Human Rights Watch appelle l’UE et le Royaume-Uni à ne pas traiter les Balkans comme un « entrepôt à migrants »
L’UE et le Royaume-Uni devraient cesser de traiter les Balkans « comme un entrepôt à migrants » et s’interroger sur leurs projets d’en faire des pays où envoyer les demandeurs d’asile, avertit l’ONG Human Rights Watch.
L’Union européenne et le Royaume-Uni devraient cesser de traiter les Balkans « comme un entrepôt à migrants » et s’interroger sur leurs projets d’en faire des pays tiers où envoyer les demandeurs d’asile, met en garde lundi 26 mai l’ONG Human Rights Watch (HRW).
Mi-mars, Bruxelles a ouvert la voie à la création de centres pour migrants en dehors de ses frontières, via un dispositif qui permettrait aux États membres d’ouvrir ces centres dans des pays en dehors de l’UE, avec l’idée d’y envoyer des personnes dont la demande d’asile aurait été rejetée et faisant face à une obligation de quitter le territoire.
Deux mois plus tard, le Premier ministre britannique Keir Starmer a annoncé de son côté avoir entamé des discussions pour la mise en place hors du Royaume-Uni de ces « centres de retour ».
S’il n’a pas précisé avec quels pays il avait entamé ces discussions, les Balkans semblent particulièrement visés : Keir Starmer parlait depuis l’Albanie, qui héberge déjà des centres de retour pour les migrants arrivant d’Italie. Et le Royaume-Uni a annoncé la semaine dernière un paquet d’investissements de six milliards d’euros en Macédoine du Nord voisine.
« Au lieu de traiter les Balkans comme un entrepôt pour les migrants, l’UE et le Royaume-Uni pourraient jouer un rôle important en soutenant le développement de systèmes d’asile fonctionnels », a réagi lundi Human Rights Watch, se concentrant notamment sur la situation en Bosnie.
La communauté internationale devrait aider ce pays « à améliorer ce qui existe déjà pour protéger les demandeurs d’asile et les migrants, et non pas l’encourager à prendre des mesures qui ne feront qu’empirer les choses », poursuit HRW.
« Ajouter des demandeurs d’asile rejetés du Royaume-Uni, ou potentiellement de l’Union européenne, au système de détention déjà problématique de la Bosnie ne ferait qu’exacerber les problèmes existants et aggraver les risques d’abus », explique Hugh Williamson, directeur pour l’Europe et l’Asie centrale de l’ONG, qui évoque l’accès limité à des avocats et le manque d’exercice et de sortie à l’air libre.

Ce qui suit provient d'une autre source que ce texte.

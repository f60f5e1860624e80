//! Builders for defining types at run time.
//!
//! ```text
//! let thing = store.define(
//!     TypeBuilder::class("Acme.Internal.Thing")
//!         .module(acme)
//!         .visibility(Visibility::Internal)
//!         .method(MethodBuilder::new("Get").returns(TypeId::INT32.into()).body(|_| Ok(Value::I32(1)))),
//! );
//! ```

use std::sync::Arc;

use crate::def::{Annotations, FieldDef, ParamDef, TypeKind, Visibility};
use crate::flags::{MethodFlags, TypeFlags};
use crate::idx::{MethodId, ModuleId, TypeId};
use crate::invoke::{InvokeResult, Invocation, MethodBody};
use crate::ty::{ParamMode, TypeRef};
use crate::value::Value;

/// Describes a type to be declared or defined in a [`TypeStore`](crate::TypeStore).
#[derive(Clone, Debug)]
pub struct TypeBuilder {
    pub(crate) name: String,
    pub(crate) namespace: String,
    pub(crate) module: ModuleId,
    pub(crate) kind: TypeKind,
    pub(crate) visibility: Visibility,
    pub(crate) declaring_type: Option<TypeId>,
    pub(crate) flags: TypeFlags,
    pub(crate) generic_params: Vec<String>,
    pub(crate) base: Option<TypeRef>,
    pub(crate) interfaces: Vec<TypeRef>,
    pub(crate) fields: Vec<FieldDef>,
    pub(crate) methods: Vec<MethodBuilder>,
}

impl TypeBuilder {
    fn new(full_name: &str, kind: TypeKind) -> Self {
        let (namespace, name) = match full_name.rsplit_once('.') {
            Some((ns, name)) => (ns.to_string(), name.to_string()),
            None => (String::new(), full_name.to_string()),
        };
        TypeBuilder {
            name,
            namespace,
            module: ModuleId::CORE,
            kind,
            visibility: Visibility::Public,
            declaring_type: None,
            flags: TypeFlags::empty(),
            generic_params: Vec::new(),
            base: match kind {
                TypeKind::Class | TypeKind::Struct => Some(TypeRef::object()),
                TypeKind::Interface => None,
            },
            interfaces: Vec::new(),
            fields: Vec::new(),
            methods: Vec::new(),
        }
    }

    pub fn class(full_name: &str) -> Self {
        Self::new(full_name, TypeKind::Class)
    }

    pub fn interface(full_name: &str) -> Self {
        Self::new(full_name, TypeKind::Interface)
    }

    pub fn structure(full_name: &str) -> Self {
        Self::new(full_name, TypeKind::Struct)
    }

    #[must_use]
    pub fn module(mut self, module: ModuleId) -> Self {
        self.module = module;
        self
    }

    #[must_use]
    pub fn visibility(mut self, visibility: Visibility) -> Self {
        self.visibility = visibility;
        self
    }

    #[must_use]
    pub fn nested_in(mut self, outer: TypeId) -> Self {
        self.declaring_type = Some(outer);
        self
    }

    #[must_use]
    pub fn flags(mut self, flags: TypeFlags) -> Self {
        self.flags |= flags;
        self
    }

    #[must_use]
    pub fn generic_params(mut self, names: &[&str]) -> Self {
        self.generic_params = names.iter().map(|n| (*n).to_string()).collect();
        self
    }

    #[must_use]
    pub fn base(mut self, base: TypeRef) -> Self {
        self.base = Some(base);
        self
    }

    #[must_use]
    pub fn implements(mut self, interface: TypeRef) -> Self {
        self.interfaces.push(interface);
        self
    }

    #[must_use]
    pub fn field(mut self, name: &str, ty: TypeRef) -> Self {
        self.fields.push(FieldDef {
            name: name.to_string(),
            ty,
        });
        self
    }

    #[must_use]
    pub fn method(mut self, method: MethodBuilder) -> Self {
        self.methods.push(method);
        self
    }
}

/// Describes a method of a [`TypeBuilder`].
#[derive(Clone)]
pub struct MethodBuilder {
    pub(crate) name: String,
    pub(crate) visibility: Visibility,
    pub(crate) flags: MethodFlags,
    pub(crate) params: Vec<ParamDef>,
    pub(crate) generic_params: Vec<String>,
    pub(crate) ret: TypeRef,
    pub(crate) overrides: Option<MethodId>,
    pub(crate) annotations: Annotations,
    pub(crate) body: Option<MethodBody>,
}

impl std::fmt::Debug for MethodBuilder {
    fn fmt(&self, f: &mut std::fmt::Formatter<'_>) -> std::fmt::Result {
        f.debug_struct("MethodBuilder")
            .field("name", &self.name)
            .field("flags", &self.flags)
            .field("params", &self.params.len())
            .finish_non_exhaustive()
    }
}

impl MethodBuilder {
    /// A public instance method returning void.
    pub fn new(name: &str) -> Self {
        MethodBuilder {
            name: name.to_string(),
            visibility: Visibility::Public,
            flags: MethodFlags::empty(),
            params: Vec::new(),
            generic_params: Vec::new(),
            ret: TypeRef::void(),
            overrides: None,
            annotations: Annotations::default(),
            body: None,
        }
    }

    #[must_use]
    pub fn returns(mut self, ty: TypeRef) -> Self {
        self.ret = ty;
        self
    }

    #[must_use]
    pub fn param(mut self, name: &str, ty: TypeRef) -> Self {
        self.params.push(ParamDef::new(name, ty));
        self
    }

    /// A by-reference parameter; `ty` is the element type.
    #[must_use]
    pub fn by_ref_param(mut self, name: &str, ty: TypeRef, mode: ParamMode) -> Self {
        let mut param = ParamDef::new(name, TypeRef::by_ref(ty));
        param.mode = mode;
        self.params.push(param);
        self
    }

    #[must_use]
    pub fn optional_param(mut self, name: &str, ty: TypeRef, default: Value) -> Self {
        let mut param = ParamDef::new(name, ty);
        param.optional = true;
        param.default = Some(default);
        self.params.push(param);
        self
    }

    #[must_use]
    pub fn param_def(mut self, param: ParamDef) -> Self {
        self.params.push(param);
        self
    }

    #[must_use]
    pub fn generic_params(mut self, names: &[&str]) -> Self {
        self.generic_params = names.iter().map(|n| (*n).to_string()).collect();
        self
    }

    #[must_use]
    pub fn visibility(mut self, visibility: Visibility) -> Self {
        self.visibility = visibility;
        self
    }

    #[must_use]
    pub fn with_flags(mut self, flags: MethodFlags) -> Self {
        self.flags |= flags;
        self
    }

    #[must_use]
    pub fn overrides(mut self, method: MethodId) -> Self {
        self.overrides = Some(method);
        self
    }

    #[must_use]
    pub fn annotate(mut self, annotations: Annotations) -> Self {
        self.annotations = annotations;
        self
    }

    #[must_use]
    pub fn body<F>(mut self, body: F) -> Self
    where
        F: Fn(Invocation<'_>) -> InvokeResult + Send + Sync + 'static,
    {
        self.body = Some(Arc::new(body));
        self
    }

    #[must_use]
    pub fn body_arc(mut self, body: MethodBody) -> Self {
        self.body = Some(body);
        self
    }
}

L’ONG rappelle qu’en 2023 la Bosnie n’a accordé le statut de réfugié qu’à quatre personnes — sur 147 demandes.
Selon le Haut-Commissariat de l’ONU aux réfugiés cité dans le rapport, « même si la loi sur l’asile du pays prévoit un traitement des demandes en six mois, il faut souvent six mois rien que pour un premier entretien et jusqu’à 344 jours pour une décision. En attendant cette décision, les demandeurs d’asile sont essentiellement sans droits ».